Unemployment, estimated to be more than 80 percent, is on a par with Zimbabwe’s; the rate for all of Wyoming is 6 percent.
The reservation’s high school dropout rate of 40 percent is more than twice the state average.
Teenagers and young adults are twice as likely to kill themselves as their peers elsewhere in Wyoming.
Child abuse, teenage pregnancy, sexual assault and domestic violence are endemic, and alcoholism and drug abuse are so common that residents say positive results on drug tests are what bar many from working at the state’s booming oil fields.
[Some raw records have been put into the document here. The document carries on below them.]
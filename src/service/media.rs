//! 课时视频的上传与删除
//!
//! 视频直接上传到外部对象存储（Supabase Storage 的 REST 接口），
//! 课时只保存返回的公开地址。

use log::{info, warn};
use std::rc::Rc;

use crate::api::backend_message;
use crate::config::{MAX_VIDEO_BYTES, StorageConfig};
use crate::context::AppContext;
use crate::error::{ApiError, ApiResult};
use crate::request::{HttpClient, HttpRequest};
use coursehub_shared::{HEADER_AUTHORIZATION, HEADER_CONTENT_TYPE, HttpMethod, Timestamp};

/// 存储桶内的视频目录
pub const VIDEO_FOLDER: &str = "course-videos";

const DEFAULT_EXTENSION: &str = "mp4";

#[derive(Debug, Clone, PartialEq)]
pub struct VideoFile {
    pub name: String,
    pub mime_type: String,
    pub bytes: Vec<u8>,
}

#[derive(Debug, Clone, PartialEq, Eq)]
pub struct UploadedVideo {
    /// 存储桶内路径，删除时使用
    pub path: String,
    pub public_url: String,
}

pub fn validate_video(mime_type: &str, size: u64) -> ApiResult<()> {
    if !mime_type.starts_with("video/") {
        return Err(ApiError::invalid_input("Please select a valid video file"));
    }
    if size > MAX_VIDEO_BYTES {
        return Err(ApiError::invalid_input("Video file must be less than 100MB"));
    }
    Ok(())
}

/// `course-videos/<毫秒时间戳>-<随机串>.<扩展名>`
pub fn object_path(file_name: &str, now: Timestamp) -> String {
    let extension = file_name
        .rsplit_once('.')
        .map(|(_, ext)| ext.trim().to_ascii_lowercase())
        .filter(|ext| !ext.is_empty() && ext.chars().all(|c| c.is_ascii_alphanumeric()))
        .unwrap_or_else(|| DEFAULT_EXTENSION.to_string());
    format!(
        "{}/{}-{}.{}",
        VIDEO_FOLDER,
        now.as_millis(),
        uuid::Uuid::new_v4().simple(),
        extension
    )
}

/// 从公开地址还原存储路径（取最后一段文件名）
pub fn path_from_public_url(url: &str) -> Option<String> {
    let file = url.split(['?', '#']).next()?.rsplit('/').next()?;
    if file.is_empty() {
        return None;
    }
    Some(format!("{}/{}", VIDEO_FOLDER, file))
}

// =========================================================
// 存储抽象
// =========================================================

#[async_trait::async_trait(?Send)]
pub trait VideoStorage {
    async fn upload(&self, path: &str, file: &VideoFile) -> ApiResult<()>;
    fn public_url(&self, path: &str) -> String;
    async fn delete(&self, path: &str) -> ApiResult<()>;
}

/// Supabase Storage REST 实现
pub struct ObjectStorage<C: HttpClient> {
    http: Rc<C>,
    config: StorageConfig,
}

impl<C: HttpClient> ObjectStorage<C> {
    pub fn new(http: Rc<C>, config: StorageConfig) -> Self {
        Self { http, config }
    }

    fn object_url(&self, path: &str) -> String {
        format!(
            "{}/storage/v1/object/{}/{}",
            self.config.url, self.config.bucket, path
        )
    }

    fn authorized(&self, req: HttpRequest) -> HttpRequest {
        req.with_header(HEADER_AUTHORIZATION, &format!("Bearer {}", self.config.key))
            .with_header("apikey", &self.config.key)
    }

    async fn execute(&self, req: HttpRequest, op: &str, path: &str) -> ApiResult<()> {
        let resp = self
            .http
            .send(req)
            .await
            .map_err(|e| e.in_op_with(op.to_string(), path.to_string()))?;
        if resp.is_success() {
            return Ok(());
        }
        let message = backend_message(&resp.body)
            .unwrap_or_else(|| format!("Storage request failed with status {}", resp.status));
        let err = ApiError::from_status(resp.status, message).in_op_with(op.to_string(), path.to_string());
        warn!("{}", err);
        Err(err)
    }
}

#[async_trait::async_trait(?Send)]
impl<C: HttpClient> VideoStorage for ObjectStorage<C> {
    async fn upload(&self, path: &str, file: &VideoFile) -> ApiResult<()> {
        let req = self
            .authorized(HttpRequest::new(&self.object_url(path), HttpMethod::Post))
            .with_header(HEADER_CONTENT_TYPE, &file.mime_type)
            .with_header("x-upsert", "false")
            .with_bytes(file.bytes.clone());
        self.execute(req, "media.upload", path).await
    }

    fn public_url(&self, path: &str) -> String {
        format!(
            "{}/storage/v1/object/public/{}/{}",
            self.config.url, self.config.bucket, path
        )
    }

    async fn delete(&self, path: &str) -> ApiResult<()> {
        let req = self.authorized(HttpRequest::new(&self.object_url(path), HttpMethod::Delete));
        self.execute(req, "media.delete", path).await
    }
}

impl<C: HttpClient> AppContext<C> {
    /// 未配置对象存储时视频上传不可用
    pub fn video_storage(&self) -> ApiResult<ObjectStorage<C>> {
        let config = self.config.storage.clone().ok_or_else(|| {
            ApiError::invalid_input("Video storage is not configured").in_op("media.storage")
        })?;
        Ok(ObjectStorage::new(self.http.clone(), config))
    }

    /// 校验后上传，返回存储路径与公开地址
    pub async fn upload_video(&self, file: &VideoFile) -> ApiResult<UploadedVideo> {
        validate_video(&file.mime_type, file.bytes.len() as u64)?;
        let storage = self.video_storage()?;
        let path = object_path(&file.name, self.clock.now());

        storage.upload(&path, file).await?;
        let public_url = storage.public_url(&path);
        info!("video uploaded: {} ({} bytes)", path, file.bytes.len());
        Ok(UploadedVideo { path, public_url })
    }

    pub async fn delete_video(&self, public_url: &str) -> ApiResult<()> {
        let path = path_from_public_url(public_url)
            .ok_or_else(|| ApiError::invalid_input("Invalid video URL"))?;
        self.video_storage()?.delete(&path).await
    }
}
On one section of the reservation, people must boil drinking water because chemicals, possibly the result of the oil and natural gas drilling, according to the Environmental Protection Agency, have contaminated it. And fearing the chemicals might explode in someone’s home, the agency recommended that residents run fans and otherwise ensure ventilation while bathing or washing clothes.
The difficulties among Wind River’s population of about 14,000 have become so daunting that many believe the reservation, shared by the Northern Arapaho and Eastern Shoshone tribes, is haunted — the ghosts of the innocent killed in an 1864 massacre.
“Anywhere, there are good spirits and bad spirits around,” said Ivan Posey, a member of the Eastern Shoshone Business Council. “But when people are struggling in their lives, those bad spirits come around more often. It’s kind of a yin and yang.”
Why other reservations were able to curb crime while Wind River was not has been a matter of grave speculation. Some blame Wind River’s geographic isolation, while others point to the many troubled children being raised by grandparents unable to keep track of them.
The Bureau of Indian Affairs, which oversees the Wind River Police Department, says the rise in violent crime was a result of people reporting offenses they might have ignored before — which suggests that the reservation’s crime rate is even higher than previously thought. In fact, the bureau says, crime has fallen since the surge ended in October, although it did not provide statistics.
Joseph Brooks III, the Wind River police chief, said that one resident, shocked that the police response had gone from hours to minutes, told him, “Chief, if I knew you were going to come immediately, I would have called you later.”
One crime the surge was unable to prevent was the death of Marisa Spoonhunter, an eighth-grader at Wyoming Indian Middle School who was killed in April 2010. Her parents recognized her body by the coat they had bought for her in Denver.
Marisa’s 21-year-old brother and 19-year-old stepcousin were arrested and convicted. The three had been drinking in a trailer home when Robert Spoonhunter said he blacked out and awoke to find his sister and cousin having sex. An enraged Spoonhunter said he choked his sister for about 20 seconds before flinging her away. Marisa’s head hit a weight lifting bench.
The men fastened a rope to her ankles and dragged her under a tree. Before resuming drinking, they put her clothes in a barrel used to burn trash.
At the sentencing, Vern Spoonhunter, the father of Marisa and Robert, said Marisa was the third generation of Spoonhunters to be murdered at Wind River — meeting the same end as his father and brother.
“Now we have two rooms in our home that are empty,” he said, referring to his children. “And that’s what we have to deal with.”